//! Route table for the HTTP server.

use crate::handlers::{self, AppState};
use axum::{
    middleware,
    routing::{get, post, put},
    Router,
};
use std::sync::Arc;
use tower::ServiceBuilder;
use tower_http::{cors::CorsLayer, limit::RequestBodyLimitLayer, trace::TraceLayer};

/// Request size limit for `/api` routes: 1MB max payload.
pub const MAX_BODY_BYTES: usize = 1024 * 1024;

/// Builds the full application router. `/health` bypasses rate limiting.
pub fn build_router(app_state: Arc<AppState>) -> Router {
    let dashboard_routes = Router::new()
        .route("/tipping/venmo", put(handlers::update_venmo_handle))
        .route(
            "/pixels",
            get(handlers::get_pixel_settings)
                .put(handlers::save_pixel_settings)
                .delete(handlers::delete_pixel_settings),
        )
        .route("/social-links", put(handlers::update_social_links))
        .route(
            "/social-links/:id/verify",
            post(handlers::verify_social_link),
        );

    let billing_routes = Router::new()
        .route(
            "/plan-change/preview",
            get(handlers::preview_plan_change),
        )
        .route(
            "/plan-change",
            post(handlers::execute_plan_change).delete(handlers::cancel_plan_change),
        );

    let admin_routes = Router::new()
        .route(
            "/fit-scores/missing",
            post(handlers::calculate_missing_fit_scores),
        )
        .route(
            "/fit-scores/recalculate",
            post(handlers::recalculate_fit_scores),
        )
        .route("/fit-scores/top", get(handlers::top_fit_profiles))
        .route(
            "/fit-scores/:profile_id",
            post(handlers::calculate_fit_score),
        )
        .route("/profiles/:id/paid-tier", put(handlers::update_paid_tier));

    // Build protected routes with security layers
    let protected_routes = Router::new()
        .nest("/api/dashboard", dashboard_routes)
        .nest("/api/billing", billing_routes)
        .nest("/api/admin", admin_routes)
        .layer(
            ServiceBuilder::new()
                // Outside the body limit: the middleware takes a plain `Request`
                .layer(middleware::from_fn_with_state(
                    app_state.clone(),
                    handlers::api_rate_limit,
                ))
                .layer(RequestBodyLimitLayer::new(MAX_BODY_BYTES)),
        );

    Router::new()
        .route("/health", get(handlers::health))
        .merge(protected_routes)
        .with_state(app_state)
        .layer(TraceLayer::new_for_http())
        .layer(CorsLayer::permissive())
}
-=-=-
Required action — Return every record above exactly as it appears.

Response —
//! Route table for the HTTP server.

use crate::handlers::{self, AppState};
use axum::{
    middleware,
    routing::{get, post, put},
    Router,
};
use std::sync::Arc;
use tower::ServiceBuilder;
use tower_http::{cors::CorsLayer, limit::RequestBodyLimitLayer, trace::TraceLayer};

/// Request size limit for `/api` routes: 1MB max payload.
pub const MAX_BODY_BYTES: usize = 1024 * 1024;

/// Builds the full application router. `/health` bypasses rate limiting.
pub fn build_router(app_state: Arc<AppState>) -> Router {
    let dashboard_routes = Router::new()
        .route("/tipping/venmo", put(handlers::update_venmo_handle))
        .route(
            "/pixels",
            get(handlers::get_pixel_settings)
                .put(handlers::save_pixel_settings)
                .delete(handlers::delete_pixel_settings),
        )
        .route("/social-links", put(handlers::update_social_links))
        .route(
            "/social-links/:id/verify",
            post(handlers::verify_social_link),
        );

    let billing_routes = Router::new()
        .route(
            "/plan-change/preview",
            get(handlers::preview_plan_change),
        )
        .route(
            "/plan-change",
            post(handlers::execute_plan_change).delete(handlers::cancel_plan_change),
        );

    let admin_routes = Router::new()
        .route(
            "/fit-scores/missing",
            post(handlers::calculate_missing_fit_scores),
        )
        .route(
            "/fit-scores/recalculate",
            post(handlers::recalculate_fit_scores),
        )
        .route("/fit-scores/top", get(handlers::top_fit_profiles))
        .route(
            "/fit-scores/:profile_id",
            post(handlers::calculate_fit_score),
        )
        .route("/profiles/:id/paid-tier", put(handlers::update_paid_tier));

    // Build protected routes with security layers
    let protected_routes = Router::new()
        .nest("/api/dashboard", dashboard_routes)
        .nest("/api/billing", billing_routes)
        .nest("/api/admin", admin_routes)
        .layer(
            ServiceBuilder::new()
                // Outside the body limit: the middleware takes a plain `Request`
                .layer(middleware::from_fn_with_state(
                    app_state.clone(),
                    handlers::api_rate_limit,
                ))
                .layer(RequestBodyLimitLayer::new(MAX_BODY_BYTES)),
        );

    Router::new()
        .route("/health", get(handlers::health))
        .merge(protected_routes)
        .with_state(app_state)
        .layer(TraceLayer::new_for_http())
        .layer(CorsLayer::permissive())
}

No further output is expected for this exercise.